# What the task requires:
Sort through the entries below and pull out lines containing the word "Result".

# Provided data:
──────

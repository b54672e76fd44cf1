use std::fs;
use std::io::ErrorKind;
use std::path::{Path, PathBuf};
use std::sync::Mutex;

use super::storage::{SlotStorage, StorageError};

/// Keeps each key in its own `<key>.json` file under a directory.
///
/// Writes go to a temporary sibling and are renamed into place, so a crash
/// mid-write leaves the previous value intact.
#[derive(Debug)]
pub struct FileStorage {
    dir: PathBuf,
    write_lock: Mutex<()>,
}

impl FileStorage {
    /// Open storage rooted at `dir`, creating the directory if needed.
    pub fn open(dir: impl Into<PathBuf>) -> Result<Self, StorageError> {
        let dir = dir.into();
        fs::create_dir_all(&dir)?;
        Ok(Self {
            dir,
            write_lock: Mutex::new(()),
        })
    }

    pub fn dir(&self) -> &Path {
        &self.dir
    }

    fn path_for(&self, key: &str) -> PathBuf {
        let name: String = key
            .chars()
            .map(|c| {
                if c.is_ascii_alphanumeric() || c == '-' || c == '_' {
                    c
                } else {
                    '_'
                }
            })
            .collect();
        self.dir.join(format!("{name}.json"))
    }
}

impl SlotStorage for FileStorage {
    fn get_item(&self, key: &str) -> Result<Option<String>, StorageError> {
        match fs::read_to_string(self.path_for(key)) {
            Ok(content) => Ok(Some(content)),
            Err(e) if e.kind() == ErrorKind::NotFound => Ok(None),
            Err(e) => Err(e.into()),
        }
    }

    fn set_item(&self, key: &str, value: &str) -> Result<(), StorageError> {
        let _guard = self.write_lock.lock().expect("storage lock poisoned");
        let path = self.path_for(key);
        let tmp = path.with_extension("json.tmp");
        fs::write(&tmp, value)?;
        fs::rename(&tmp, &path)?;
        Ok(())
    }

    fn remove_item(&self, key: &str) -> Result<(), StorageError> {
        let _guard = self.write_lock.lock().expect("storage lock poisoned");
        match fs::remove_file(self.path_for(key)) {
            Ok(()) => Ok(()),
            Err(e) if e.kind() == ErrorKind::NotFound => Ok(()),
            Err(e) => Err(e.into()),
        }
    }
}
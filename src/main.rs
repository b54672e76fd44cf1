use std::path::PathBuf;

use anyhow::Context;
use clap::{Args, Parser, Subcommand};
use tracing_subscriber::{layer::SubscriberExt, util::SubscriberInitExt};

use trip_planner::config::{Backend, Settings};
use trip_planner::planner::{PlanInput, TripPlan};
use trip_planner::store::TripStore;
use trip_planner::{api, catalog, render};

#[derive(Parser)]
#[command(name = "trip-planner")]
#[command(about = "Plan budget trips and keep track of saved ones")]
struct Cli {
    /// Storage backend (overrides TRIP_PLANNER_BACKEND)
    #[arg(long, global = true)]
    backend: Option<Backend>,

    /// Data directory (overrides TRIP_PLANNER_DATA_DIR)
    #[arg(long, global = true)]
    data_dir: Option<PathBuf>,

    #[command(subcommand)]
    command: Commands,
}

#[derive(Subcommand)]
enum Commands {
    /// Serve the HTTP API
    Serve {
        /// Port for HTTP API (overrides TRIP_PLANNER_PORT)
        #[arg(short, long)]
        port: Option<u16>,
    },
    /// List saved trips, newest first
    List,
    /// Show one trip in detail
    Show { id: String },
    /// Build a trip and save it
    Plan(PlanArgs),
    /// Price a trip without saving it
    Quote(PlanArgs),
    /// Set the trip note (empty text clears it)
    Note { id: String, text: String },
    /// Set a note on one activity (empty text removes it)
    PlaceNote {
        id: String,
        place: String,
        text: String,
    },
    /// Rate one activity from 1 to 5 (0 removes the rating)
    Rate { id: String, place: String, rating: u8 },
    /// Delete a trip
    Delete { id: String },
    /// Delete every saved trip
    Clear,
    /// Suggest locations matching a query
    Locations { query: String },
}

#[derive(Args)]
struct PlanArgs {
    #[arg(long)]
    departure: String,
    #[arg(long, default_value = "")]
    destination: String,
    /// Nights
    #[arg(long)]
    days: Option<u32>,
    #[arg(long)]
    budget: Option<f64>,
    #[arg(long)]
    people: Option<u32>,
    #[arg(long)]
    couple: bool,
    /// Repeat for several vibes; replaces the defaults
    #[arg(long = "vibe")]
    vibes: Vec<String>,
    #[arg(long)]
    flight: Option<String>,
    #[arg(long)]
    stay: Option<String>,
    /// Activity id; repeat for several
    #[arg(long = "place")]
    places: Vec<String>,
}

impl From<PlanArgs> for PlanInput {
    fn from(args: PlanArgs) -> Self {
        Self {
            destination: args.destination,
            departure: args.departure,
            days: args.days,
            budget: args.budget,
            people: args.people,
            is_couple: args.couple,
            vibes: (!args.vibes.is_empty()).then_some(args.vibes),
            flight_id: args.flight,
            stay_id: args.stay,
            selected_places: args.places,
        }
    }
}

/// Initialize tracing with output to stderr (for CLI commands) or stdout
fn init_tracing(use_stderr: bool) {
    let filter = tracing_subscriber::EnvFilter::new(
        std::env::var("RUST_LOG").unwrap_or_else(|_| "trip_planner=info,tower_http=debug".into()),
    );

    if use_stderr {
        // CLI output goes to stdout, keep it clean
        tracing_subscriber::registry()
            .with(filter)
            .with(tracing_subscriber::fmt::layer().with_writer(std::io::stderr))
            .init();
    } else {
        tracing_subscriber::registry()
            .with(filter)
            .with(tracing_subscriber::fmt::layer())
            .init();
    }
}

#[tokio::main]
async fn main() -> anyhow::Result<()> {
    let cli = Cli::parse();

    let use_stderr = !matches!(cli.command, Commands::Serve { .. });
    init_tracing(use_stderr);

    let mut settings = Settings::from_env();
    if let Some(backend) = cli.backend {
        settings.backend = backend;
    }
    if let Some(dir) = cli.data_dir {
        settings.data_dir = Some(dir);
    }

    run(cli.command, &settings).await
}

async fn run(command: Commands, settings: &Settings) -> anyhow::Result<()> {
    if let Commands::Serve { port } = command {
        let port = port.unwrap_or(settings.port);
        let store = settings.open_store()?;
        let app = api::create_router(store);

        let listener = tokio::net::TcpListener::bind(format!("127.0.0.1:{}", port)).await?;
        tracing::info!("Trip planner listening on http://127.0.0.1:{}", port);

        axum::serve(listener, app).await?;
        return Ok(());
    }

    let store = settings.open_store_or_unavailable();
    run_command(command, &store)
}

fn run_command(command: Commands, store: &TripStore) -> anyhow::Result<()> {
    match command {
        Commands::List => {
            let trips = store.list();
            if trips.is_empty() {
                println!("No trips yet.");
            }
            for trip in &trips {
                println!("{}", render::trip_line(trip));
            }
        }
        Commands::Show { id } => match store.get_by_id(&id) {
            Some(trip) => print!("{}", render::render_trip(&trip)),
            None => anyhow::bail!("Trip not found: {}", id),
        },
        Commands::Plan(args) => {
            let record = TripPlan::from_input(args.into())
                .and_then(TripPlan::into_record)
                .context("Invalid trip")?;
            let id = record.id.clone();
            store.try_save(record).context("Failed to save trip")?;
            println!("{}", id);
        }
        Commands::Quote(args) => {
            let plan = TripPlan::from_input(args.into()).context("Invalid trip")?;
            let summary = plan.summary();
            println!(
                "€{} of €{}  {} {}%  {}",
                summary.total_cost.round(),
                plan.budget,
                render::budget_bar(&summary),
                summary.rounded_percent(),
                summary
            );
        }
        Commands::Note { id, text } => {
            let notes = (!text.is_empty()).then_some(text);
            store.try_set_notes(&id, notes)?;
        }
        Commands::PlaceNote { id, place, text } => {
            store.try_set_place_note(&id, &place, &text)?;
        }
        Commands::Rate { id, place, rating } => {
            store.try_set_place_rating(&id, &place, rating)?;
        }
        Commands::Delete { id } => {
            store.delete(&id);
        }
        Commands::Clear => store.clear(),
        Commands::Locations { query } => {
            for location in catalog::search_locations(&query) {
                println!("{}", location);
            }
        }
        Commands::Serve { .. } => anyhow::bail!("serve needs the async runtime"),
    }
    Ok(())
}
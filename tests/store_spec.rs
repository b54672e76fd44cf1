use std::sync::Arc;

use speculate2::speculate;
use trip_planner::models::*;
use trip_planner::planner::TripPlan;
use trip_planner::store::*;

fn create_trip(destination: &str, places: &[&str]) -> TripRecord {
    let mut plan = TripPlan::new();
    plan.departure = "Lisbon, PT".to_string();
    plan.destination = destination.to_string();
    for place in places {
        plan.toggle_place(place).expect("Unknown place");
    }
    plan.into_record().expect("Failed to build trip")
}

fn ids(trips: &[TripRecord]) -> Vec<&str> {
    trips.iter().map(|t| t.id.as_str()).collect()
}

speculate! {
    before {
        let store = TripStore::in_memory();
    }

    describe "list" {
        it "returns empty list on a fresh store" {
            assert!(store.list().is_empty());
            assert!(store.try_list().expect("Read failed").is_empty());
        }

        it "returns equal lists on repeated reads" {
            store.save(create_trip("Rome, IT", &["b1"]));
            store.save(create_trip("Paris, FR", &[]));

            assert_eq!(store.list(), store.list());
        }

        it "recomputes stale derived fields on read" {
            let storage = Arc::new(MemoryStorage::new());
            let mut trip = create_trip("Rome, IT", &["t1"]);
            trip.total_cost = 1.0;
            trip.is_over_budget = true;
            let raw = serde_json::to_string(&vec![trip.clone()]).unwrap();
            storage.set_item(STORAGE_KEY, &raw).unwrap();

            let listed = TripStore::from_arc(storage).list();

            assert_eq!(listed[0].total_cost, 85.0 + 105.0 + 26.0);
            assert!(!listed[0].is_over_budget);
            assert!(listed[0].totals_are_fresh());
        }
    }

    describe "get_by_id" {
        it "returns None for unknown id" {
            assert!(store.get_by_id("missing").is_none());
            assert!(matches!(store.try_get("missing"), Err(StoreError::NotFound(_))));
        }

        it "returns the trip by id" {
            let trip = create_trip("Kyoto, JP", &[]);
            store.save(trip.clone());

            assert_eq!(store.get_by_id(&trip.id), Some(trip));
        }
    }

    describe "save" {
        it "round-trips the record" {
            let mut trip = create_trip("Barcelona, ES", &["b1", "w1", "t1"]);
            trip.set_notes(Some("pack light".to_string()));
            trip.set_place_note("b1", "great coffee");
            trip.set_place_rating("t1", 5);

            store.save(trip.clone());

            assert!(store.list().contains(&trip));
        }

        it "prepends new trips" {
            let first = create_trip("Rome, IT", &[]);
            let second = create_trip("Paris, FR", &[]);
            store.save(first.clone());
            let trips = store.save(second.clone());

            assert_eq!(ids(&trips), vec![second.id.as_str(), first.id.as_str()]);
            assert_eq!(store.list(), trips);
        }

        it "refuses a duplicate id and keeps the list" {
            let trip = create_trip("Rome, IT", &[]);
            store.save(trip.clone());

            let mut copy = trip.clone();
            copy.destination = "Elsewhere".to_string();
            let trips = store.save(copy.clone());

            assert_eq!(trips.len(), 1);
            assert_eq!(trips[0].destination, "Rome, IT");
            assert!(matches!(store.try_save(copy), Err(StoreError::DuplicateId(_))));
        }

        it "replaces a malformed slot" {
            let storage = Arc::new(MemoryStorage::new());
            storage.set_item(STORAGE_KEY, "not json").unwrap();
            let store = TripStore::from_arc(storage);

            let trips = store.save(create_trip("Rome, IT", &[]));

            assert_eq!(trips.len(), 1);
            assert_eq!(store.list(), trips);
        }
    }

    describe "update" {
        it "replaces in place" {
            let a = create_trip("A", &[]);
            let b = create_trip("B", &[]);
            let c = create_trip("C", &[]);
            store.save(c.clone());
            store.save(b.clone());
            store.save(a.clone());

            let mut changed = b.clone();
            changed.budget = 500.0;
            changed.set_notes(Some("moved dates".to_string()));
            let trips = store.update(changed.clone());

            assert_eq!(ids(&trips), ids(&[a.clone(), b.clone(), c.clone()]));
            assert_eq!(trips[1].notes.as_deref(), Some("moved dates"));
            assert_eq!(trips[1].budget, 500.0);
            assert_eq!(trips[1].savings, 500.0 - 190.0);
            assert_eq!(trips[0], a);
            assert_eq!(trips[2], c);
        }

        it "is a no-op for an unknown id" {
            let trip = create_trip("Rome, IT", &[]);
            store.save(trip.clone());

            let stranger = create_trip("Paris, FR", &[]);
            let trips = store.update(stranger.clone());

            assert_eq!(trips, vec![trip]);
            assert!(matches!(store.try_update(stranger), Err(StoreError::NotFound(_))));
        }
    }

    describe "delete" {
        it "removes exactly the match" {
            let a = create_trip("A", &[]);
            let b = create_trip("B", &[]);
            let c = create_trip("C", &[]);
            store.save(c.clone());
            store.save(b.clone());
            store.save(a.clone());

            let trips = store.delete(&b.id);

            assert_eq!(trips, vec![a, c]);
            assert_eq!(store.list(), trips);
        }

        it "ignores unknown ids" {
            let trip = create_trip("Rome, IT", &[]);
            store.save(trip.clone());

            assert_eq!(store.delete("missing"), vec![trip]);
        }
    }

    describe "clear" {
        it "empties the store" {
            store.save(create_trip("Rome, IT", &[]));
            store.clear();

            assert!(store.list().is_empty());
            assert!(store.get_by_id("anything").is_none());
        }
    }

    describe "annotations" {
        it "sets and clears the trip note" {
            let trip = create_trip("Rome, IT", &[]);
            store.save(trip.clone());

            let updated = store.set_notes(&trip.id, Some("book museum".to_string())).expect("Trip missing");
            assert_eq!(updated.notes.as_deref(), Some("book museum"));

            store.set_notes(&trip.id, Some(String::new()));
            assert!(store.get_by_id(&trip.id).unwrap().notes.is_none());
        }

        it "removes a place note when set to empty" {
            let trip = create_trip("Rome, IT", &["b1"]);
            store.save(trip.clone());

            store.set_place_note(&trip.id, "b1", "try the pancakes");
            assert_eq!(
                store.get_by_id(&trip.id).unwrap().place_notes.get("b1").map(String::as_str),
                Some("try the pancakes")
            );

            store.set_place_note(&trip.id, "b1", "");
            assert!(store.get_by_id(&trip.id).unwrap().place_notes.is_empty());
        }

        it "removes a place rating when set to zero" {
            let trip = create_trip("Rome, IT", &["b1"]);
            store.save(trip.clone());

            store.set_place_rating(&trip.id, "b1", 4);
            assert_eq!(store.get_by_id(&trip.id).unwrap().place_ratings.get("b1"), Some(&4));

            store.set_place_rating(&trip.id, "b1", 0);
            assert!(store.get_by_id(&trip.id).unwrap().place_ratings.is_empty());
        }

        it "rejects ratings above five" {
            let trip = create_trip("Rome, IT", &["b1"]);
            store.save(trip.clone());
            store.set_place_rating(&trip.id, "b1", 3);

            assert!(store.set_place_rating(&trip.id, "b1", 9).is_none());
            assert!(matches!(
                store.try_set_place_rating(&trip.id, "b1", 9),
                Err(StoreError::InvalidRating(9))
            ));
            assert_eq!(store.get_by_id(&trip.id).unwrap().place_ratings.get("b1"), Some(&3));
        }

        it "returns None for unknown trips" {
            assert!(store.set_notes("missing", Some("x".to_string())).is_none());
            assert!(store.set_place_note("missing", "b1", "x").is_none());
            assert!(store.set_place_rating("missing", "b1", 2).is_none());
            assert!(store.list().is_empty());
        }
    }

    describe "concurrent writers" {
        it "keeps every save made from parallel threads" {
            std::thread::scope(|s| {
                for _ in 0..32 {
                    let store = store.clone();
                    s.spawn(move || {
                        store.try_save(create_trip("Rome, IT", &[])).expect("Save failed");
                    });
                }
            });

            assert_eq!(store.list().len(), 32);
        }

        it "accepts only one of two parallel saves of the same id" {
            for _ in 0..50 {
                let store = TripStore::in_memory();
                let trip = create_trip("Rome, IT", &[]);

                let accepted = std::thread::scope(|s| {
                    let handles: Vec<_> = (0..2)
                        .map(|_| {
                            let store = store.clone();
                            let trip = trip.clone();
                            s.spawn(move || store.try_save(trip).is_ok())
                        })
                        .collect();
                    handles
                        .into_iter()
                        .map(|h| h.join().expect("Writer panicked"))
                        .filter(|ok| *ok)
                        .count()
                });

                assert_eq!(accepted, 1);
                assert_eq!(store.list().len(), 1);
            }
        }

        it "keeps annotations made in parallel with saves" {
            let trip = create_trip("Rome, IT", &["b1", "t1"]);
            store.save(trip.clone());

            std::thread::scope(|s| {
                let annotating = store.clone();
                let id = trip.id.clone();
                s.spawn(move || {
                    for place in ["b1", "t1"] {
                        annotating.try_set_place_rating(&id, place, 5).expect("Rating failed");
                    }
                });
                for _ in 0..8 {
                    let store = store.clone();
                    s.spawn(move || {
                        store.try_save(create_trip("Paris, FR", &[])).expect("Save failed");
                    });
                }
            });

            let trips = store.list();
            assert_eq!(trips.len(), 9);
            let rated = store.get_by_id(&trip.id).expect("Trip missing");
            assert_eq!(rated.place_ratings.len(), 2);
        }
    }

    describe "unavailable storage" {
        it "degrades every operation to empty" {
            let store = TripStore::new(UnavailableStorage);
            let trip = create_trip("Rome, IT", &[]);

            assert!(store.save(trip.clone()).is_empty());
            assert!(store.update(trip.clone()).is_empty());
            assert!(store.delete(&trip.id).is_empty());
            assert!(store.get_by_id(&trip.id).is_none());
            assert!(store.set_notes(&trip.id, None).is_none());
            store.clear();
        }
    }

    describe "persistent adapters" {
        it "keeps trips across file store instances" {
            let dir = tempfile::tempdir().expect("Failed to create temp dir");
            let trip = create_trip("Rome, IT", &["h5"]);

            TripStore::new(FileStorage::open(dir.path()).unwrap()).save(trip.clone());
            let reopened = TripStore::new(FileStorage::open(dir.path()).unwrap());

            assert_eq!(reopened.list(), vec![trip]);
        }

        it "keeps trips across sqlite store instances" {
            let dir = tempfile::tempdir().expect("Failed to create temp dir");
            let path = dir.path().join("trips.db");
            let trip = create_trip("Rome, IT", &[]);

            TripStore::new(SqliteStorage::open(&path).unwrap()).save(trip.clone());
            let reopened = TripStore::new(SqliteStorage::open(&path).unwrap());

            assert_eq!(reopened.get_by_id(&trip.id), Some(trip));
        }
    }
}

──────

# Task answer:
    pub fn open(dir: impl Into<PathBuf>) -> Result<Self, StorageError> {
    fn get_item(&self, key: &str) -> Result<Option<String>, StorageError> {
    fn set_item(&self, key: &str, value: &str) -> Result<(), StorageError> {
    fn remove_item(&self, key: &str) -> Result<(), StorageError> {
async fn main() -> anyhow::Result<()> {
async fn run(command: Commands, settings: &Settings) -> anyhow::Result<()> {
fn run_command(command: Commands, store: &TripStore) -> anyhow::Result<()> {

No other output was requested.